Evan Weinstock

Personal information
- Born: October 30, 1991 (age 34) Las Vegas, Nevada, United States
- Education: Brown University (2014)
- Height: 6 ft 4 in (193 cm)
- Weight: 215 lb (98 kg)

Sport
- Country: United States
- Sport: Bobsleigh

= Evan Weinstock =

American bobsledder

Evan Weinstock (born October 30, 1991) is an American Olympic bobsledder.

==Early life==
Weinstock was born and raised in Las Vegas, Nevada. His father, Arnold Weinstock, is Jewish. His mother was not. He told Jewish Sports Review that he was raised without a faith, but he had no problem being identified as a Jewish athlete.

==High school football==
He played high school football as a wide receiver/safety and was the Nevada 4A Football Player of the Year at Del Sol High School in Las Vegas. He became involved in bobsledding by virtue of his participation in the decathlon. His football career ended in high school with a torn labrum that he suffered on a running play.

==College, decathlon, pentathlon, and heptathlon==
At Brown University (2014), where he majored in biology, Weinstock set the university record in the decathlon (7,393 points), is second in university history in the pentathlon (5,296 points), and was a four-time Ivy League champion (three times in the decathlon, once in the heptathlon).

==Bobsled career==
At the IBSF 2016 Bobsled World Championship Team Event with pilot Justin Olsen, he came in 10th in Igls, Austria.

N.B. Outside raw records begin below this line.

//! LRC parser.
//!
//! Tokenizes on bracketed `[hh:]mm:ss[.fraction]` markers. Text before the
//! first marker is header; each marker starts one entry whose text runs up
//! to the next marker, so an entry may span several rows.

use super::FormatParser;
use crate::transcript::models::RowIndex;
use crate::transcript::{Document, LineModel, RowSpan, TimeCode, TranscriptFormat};
use regex::Regex;
use tracing::warn;

/// LRC transcript parser.
pub struct LrcParser {
    marker_regex: Regex,
}

impl LrcParser {
    pub fn new() -> Self {
        let marker_regex =
            Regex::new(r"\[(?:(\d+):)?(\d+):(\d+(?:\.\d+)?)\]").expect("Invalid regex");

        Self { marker_regex }
    }
}

impl Default for LrcParser {
    fn default() -> Self {
        Self::new()
    }
}

impl FormatParser for LrcParser {
    fn format(&self) -> TranscriptFormat {
        TranscriptFormat::Lrc
    }

    fn score(&self, content: &str) -> usize {
        self.marker_regex.find_iter(content).count()
    }

    fn parse(&self, content: &str) -> Document {
        let rows = RowIndex::new(content);
        let markers: Vec<_> = self.marker_regex.captures_iter(content).collect();

        let header_end = markers
            .first()
            .and_then(|c| c.get(0))
            .map_or(content.len(), |m| m.start());

        let mut lines = Vec::with_capacity(markers.len());

        for (i, caps) in markers.iter().enumerate() {
            let Some(marker) = caps.get(0) else { continue };
            let text_end = markers
                .get(i + 1)
                .and_then(|c| c.get(0))
                .map_or(content.len(), |m| m.start());

            let text = content[marker.end()..text_end].trim().to_string();

            // The entry owns its marker row plus every row its text reaches.
            let marker_row = rows.row_of(marker.start());
            let body = rows.content_span(content, marker.end(), text_end);
            let span = if text.is_empty() {
                RowSpan::new(marker_row, marker_row + 1)
            } else {
                RowSpan::new(marker_row, body.end)
            };

            let timestamp = TimeCode::from_lrc_parts(
                caps.get(1).map(|m| m.as_str()),
                &caps[2],
                &caps[3],
            );

            let line = match timestamp {
                Ok(ts) => LineModel::timed(ts, text, span),
                Err(e) => {
                    warn!("Row {}: {}; keeping the line untimed", marker_row + 1, e);
                    LineModel::untimed(text, span)
                }
            };
            lines.push(line);
        }

        Document {
            format: Some(TranscriptFormat::Lrc),
            header: content[..header_end].to_string(),
            header_rows: rows.row_of(header_end),
            lines,
        }
    }
}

At the IBSF 2017 World Championship in Koenigssee, Germany, in the Two-Man with pilot Justin Olsen, he came in tied for 11th, and in the Four-Man for pilot Justin Olsen, he came in 11th.

He competed for the United States in the two-man event at the 2018 Winter Olympics. He and his team came in ninth place in the four-man bobsled, in 3:17.28, and came in 14th in the two-man bobsled.